In the final analysis, Smith calls for phasing out winter feeding operations in favor of a smaller elk herd in preference to an ‘‘overstocked range riddled with disease.’’ And, significantly—in spite of the many long standing barriers to achieving that end—Smith closes with the optimistic statement that change will occur ‘‘. . . because the stakes of not changing grow every day.’’ The clock is ticking.—Jack Ward Thomas, PhD, CWB Chief Emeritus, U.S. Forest Service Boone and Crockett Professor of Wildlife Conservation Emeritus, University of Montana, Missoula, Montana
This important book is ostensibly about the mismanagement of the National Elk Refuge in Jackson Hole, Wyoming. But author Bruce Smith says the underlying message is the threat of disease to wild elk throughout the Greater Yellowstone Area. Smith, who now lives in Sheridan, Montana, was for 22 years a biologist on the refuge. His primary concern is that wild elk are made increasingly susceptible to disease when winter ranges are artificially overstocked with animals, such as at Wyoming’s feed grounds. The reason for the feed grounds? To reduce competition for grass between elk and cattle. The result? Thousands of elk with brucellosis, which can be transmitted to cattle and bison, causing spontaneous abortions. An even worse threat, writes Smith, is chronic wasting disease (CWD), which has no cure or preventative. While the prevalence of CWD in freeranging elk in Wyoming is only 2 to 3 percent, it can exceed 50 percent in captive elk, which transmit it easily to each other in the crowded conditions.
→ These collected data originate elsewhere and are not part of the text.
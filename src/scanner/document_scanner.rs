use crate::config::ExtractConfig;
use crate::error::{Result, SqlSheetError};
use crate::scanner::file_filter::FileFilter;
use std::path::{Path, PathBuf};
use std::time::SystemTime;
use walkdir::WalkDir;

/// One spreadsheet file found in the input folder.
#[derive(Debug, Clone)]
pub struct SourceDocument {
    pub path: PathBuf,
    pub file_name: String,
    pub stem: String,
    pub size: u64,
    pub modified: SystemTime,
}

impl SourceDocument {
    pub fn new(path: PathBuf, size: u64, modified: SystemTime) -> Self {
        let file_name = path
            .file_name()
            .and_then(|n| n.to_str())
            .unwrap_or("")
            .to_string();

        let stem = path
            .file_stem()
            .and_then(|s| s.to_str())
            .unwrap_or("")
            .to_string();

        Self {
            path,
            file_name,
            stem,
            size,
            modified,
        }
    }

    pub fn display_path(&self) -> String {
        self.path.display().to_string()
    }
}

pub struct DocumentScanner {
    filter: FileFilter,
}

impl DocumentScanner {
    pub fn new(config: &ExtractConfig) -> Self {
        Self {
            filter: FileFilter::for_workbooks(config),
        }
    }

    /// Lists the workbooks directly inside `root`, sorted by file name.
    pub fn scan_directory<P: AsRef<Path>>(&self, root: P) -> Result<Vec<SourceDocument>> {
        let root_path = root.as_ref();

        if !root_path.exists() {
            return Err(SqlSheetError::InputNotFound {
                path: root_path.display().to_string(),
            });
        }

        if !root_path.is_dir() {
            return Err(SqlSheetError::InvalidPath {
                path: format!("{} is not a directory", root_path.display()),
            });
        }

        let mut documents = Vec::new();

        let walker = WalkDir::new(root_path)
            .min_depth(1)
            .max_depth(1)
            .follow_links(true)
            .sort_by_file_name();

        for entry in walker {
            let entry = match entry {
                Ok(entry) => entry,
                Err(err) => {
                    log::warn!("Scan error in {}: {}", root_path.display(), err);
                    continue;
                }
            };

            if !entry.file_type().is_file() {
                continue;
            }

            let path = entry.path();
            if !self.filter.accepts(path) {
                log::debug!("Ignoring {}", path.display());
                continue;
            }

            match entry.metadata() {
                Ok(metadata) => {
                    let modified = metadata.modified().unwrap_or(SystemTime::UNIX_EPOCH);
                    documents.push(SourceDocument::new(
                        path.to_path_buf(),
                        metadata.len(),
                        modified,
                    ));
                }
                Err(err) => {
                    log::warn!("Cannot read metadata for {}: {}", path.display(), err);
                }
            }
        }

        Ok(documents)
    }
}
Having fought in
Vietnam as a U.S. Marine, Smith is no stranger to combat. And he minces no words when talking to hunters about elk. “When they complain about wolves, I just shake my head,” he says. “I tell them, ‘You have no idea what the real threats to your elk are.’ For some reason, the very real potential of devastating disease outbreaks still isn’t on their radar.” --Tom Dickson, Montana Outdoors
Synopsis
An inside look at working with the majestic elk—and the controversies surrounding their conservation.
About the Author
Bruce Smith, PhD, retired from the US Fish and Wildlife Service in 2004 after a thirty-year career as a wildlife manager and scientist. During that time, he worked with every big game species in the western United States. Many of his publications address aspects of elk ecology and conservation.